• **Work required**
All of the entries below must be copied out exactly.

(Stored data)
--
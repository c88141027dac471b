//! Query module
//!
//! Runs queries stored in files. The file's extension picks a finder that
//! produces the query text, and a [`QueryExecutor`] runs it on DuckDB,
//! optionally returning rows as JSON objects.

mod executor;
mod finder;
mod types;

pub use executor::QueryExecutor;
pub use finder::{finder_for, render_params, QueryFinder, ScriptFinder, SqlFinder};
pub use types::{Connector, QueryKind, QueryParams};
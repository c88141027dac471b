//! Output module
//!
//! Persists a fetched result set: a [`FormatRegistry`] picks the serializer
//! for a file by its extension, and a [`SinkUploader`] moves the written file
//! to its destination.
//!
//! # Overview
//!
//! - JSON Lines, CSV and Parquet serializers
//! - Extension-keyed dispatch with replace-on-register
//! - Object store uploads (GCS, S3, R2, Azure, local directories)

mod registry;
mod sink;
mod writer;

pub use registry::FormatRegistry;
pub use sink::{ObjectStoreSink, SinkUploader, UploadOptions};
pub use writer::{CsvSerializer, JsonlSerializer, ParquetSerializer, Serializer};

#[cfg(test)]
mod tests;
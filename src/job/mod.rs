//! Job module
//!
//! [`FetchJob`] ties a source, the retrying transport, the format registry
//! and a sink into one run that produces one uploaded file.

mod fetch;
mod types;

pub use fetch::FetchJob;
pub use types::{JobReport, LocalArtifact};

#[cfg(test)]
mod tests;
//! CLI commands and argument parsing

use crate::config::OutputMode;
use crate::query::Connector;
use clap::{Parser, Subcommand};
use std::path::PathBuf;

/// Fetch paginated API results into files and run stored queries
#[derive(Parser, Debug)]
#[command(name = "fetchsink")]
#[command(author, version, about, long_about = None)]
pub struct Cli {
    /// Settings file (YAML or JSON)
    #[arg(short, long, global = true)]
    pub settings: Option<PathBuf>,

    /// Output format for reports
    #[arg(short, long, global = true, default_value = "json")]
    pub format: OutputFormat,

    /// Verbose output
    #[arg(short, long, global = true)]
    pub verbose: bool,

    #[command(subcommand)]
    pub command: Commands,
}

/// CLI subcommands
#[derive(Subcommand, Debug)]
pub enum Commands {
    /// Search a source for one day and upload the results
    Search {
        /// Source name (see `sources`)
        source: String,

        /// Search term
        query: String,

        /// Day to fetch, YYYY-MM-DD (defaults to yesterday, UTC)
        #[arg(short, long)]
        date: Option<String>,

        /// Maximum number of pages
        #[arg(short = 'n', long)]
        max_pages: Option<u32>,

        /// Destination: gs://, s3://, r2://, az:// URL or a local directory
        #[arg(short, long)]
        bucket: String,

        /// Local output filename; its extension picks the format
        #[arg(short, long)]
        output: Option<String>,

        /// Write records or whole page bodies
        #[arg(long, default_value = "records")]
        mode: OutputMode,

        /// Object name at the destination
        #[arg(long)]
        object_name: Option<String>,

        /// Path prefix at the destination
        #[arg(long)]
        prefix: Option<String>,
    },

    /// Run a query stored in a .sql or .py file
    Query {
        /// Query file
        file: PathBuf,

        /// Database connector
        #[arg(short, long, default_value = "duckdb")]
        connector: Connector,

        /// Database file (in-memory DuckDB when omitted)
        #[arg(long)]
        database: Option<String>,

        /// Directory that relative query files are resolved against
        #[arg(long)]
        query_dir: Option<PathBuf>,

        /// JSON object of query parameters
        #[arg(short, long)]
        params: Option<String>,

        /// Print the resulting rows
        #[arg(short, long)]
        return_results: bool,
    },

    /// List available sources
    Sources,
}

/// Output format
#[derive(Debug, Clone, Copy, PartialEq, Eq, clap::ValueEnum)]
pub enum OutputFormat {
    /// JSON output (one message per line)
    Json,
    /// Human-readable output
    Pretty,
}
--
• **Output for this task**
repository c88141027dac471b
//! Query module
//!
//! Runs queries stored in files. The file's extension picks a finder that
//! produces the query text, and a [`QueryExecutor`] runs it on DuckDB,
//! optionally returning rows as JSON objects.

mod executor;
mod finder;
mod types;

pub use executor::QueryExecutor;
pub use finder::{finder_for, render_params, QueryFinder, ScriptFinder, SqlFinder};
pub use types::{Connector, QueryKind, QueryParams};
repository c88141027dac471b
//! Output module
//!
//! Persists a fetched result set: a [`FormatRegistry`] picks the serializer
//! for a file by its extension, and a [`SinkUploader`] moves the written file
//! to its destination.
//!
//! # Overview
//!
//! - JSON Lines, CSV and Parquet serializers
//! - Extension-keyed dispatch with replace-on-register
//! - Object store uploads (GCS, S3, R2, Azure, local directories)

mod registry;
mod sink;
mod writer;

pub use registry::FormatRegistry;
pub use sink::{ObjectStoreSink, SinkUploader, UploadOptions};
pub use writer::{CsvSerializer, JsonlSerializer, ParquetSerializer, Serializer};

#[cfg(test)]
mod tests;
filename src/job/mod.rs
//! Job module
//!
//! [`FetchJob`] ties a source, the retrying transport, the format registry
//! and a sink into one run that produces one uploaded file.

mod fetch;
mod types;

pub use fetch::FetchJob;
pub use types::{JobReport, LocalArtifact};

#[cfg(test)]
mod tests;
//! CLI commands and argument parsing

use crate::config::OutputMode;
use crate::query::Connector;
use clap::{Parser, Subcommand};
use std::path::PathBuf;

/// Fetch paginated API results into files and run stored queries
#[derive(Parser, Debug)]
#[command(name = "fetchsink")]
#[command(author, version, about, long_about = None)]
pub struct Cli {
    /// Settings file (YAML or JSON)
    #[arg(short, long, global = true)]
    pub settings: Option<PathBuf>,

    /// Output format for reports
    #[arg(short, long, global = true, default_value = "json")]
    pub format: OutputFormat,

    /// Verbose output
    #[arg(short, long, global = true)]
    pub verbose: bool,

    #[command(subcommand)]
    pub command: Commands,
}

/// CLI subcommands
#[derive(Subcommand, Debug)]
pub enum Commands {
    /// Search a source for one day and upload the results
    Search {
        /// Source name (see `sources`)
        source: String,

        /// Search term
        query: String,

        /// Day to fetch, YYYY-MM-DD (defaults to yesterday, UTC)
        #[arg(short, long)]
        date: Option<String>,

        /// Maximum number of pages
        #[arg(short = 'n', long)]
        max_pages: Option<u32>,

        /// Destination: gs://, s3://, r2://, az:// URL or a local directory
        #[arg(short, long)]
        bucket: String,

        /// Local output filename; its extension picks the format
        #[arg(short, long)]
        output: Option<String>,

        /// Write records or whole page bodies
        #[arg(long, default_value = "records")]
        mode: OutputMode,

        /// Object name at the destination
        #[arg(long)]
        object_name: Option<String>,

        /// Path prefix at the destination
        #[arg(long)]
        prefix: Option<String>,
    },

    /// Run a query stored in a .sql or .py file
    Query {
        /// Query file
        file: PathBuf,

        /// Database connector
        #[arg(short, long, default_value = "duckdb")]
        connector: Connector,

        /// Database file (in-memory DuckDB when omitted)
        #[arg(long)]
        database: Option<String>,

        /// Directory that relative query files are resolved against
        #[arg(long)]
        query_dir: Option<PathBuf>,

        /// JSON object of query parameters
        #[arg(short, long)]
        params: Option<String>,

        /// Print the resulting rows
        #[arg(short, long)]
        return_results: bool,
    },

    /// List available sources
    Sources,
}

/// Output format
#[derive(Debug, Clone, Copy, PartialEq, Eq, clap::ValueEnum)]
pub enum OutputFormat {
    /// JSON output (one message per line)
    Json,
    /// Human-readable output
    Pretty,
}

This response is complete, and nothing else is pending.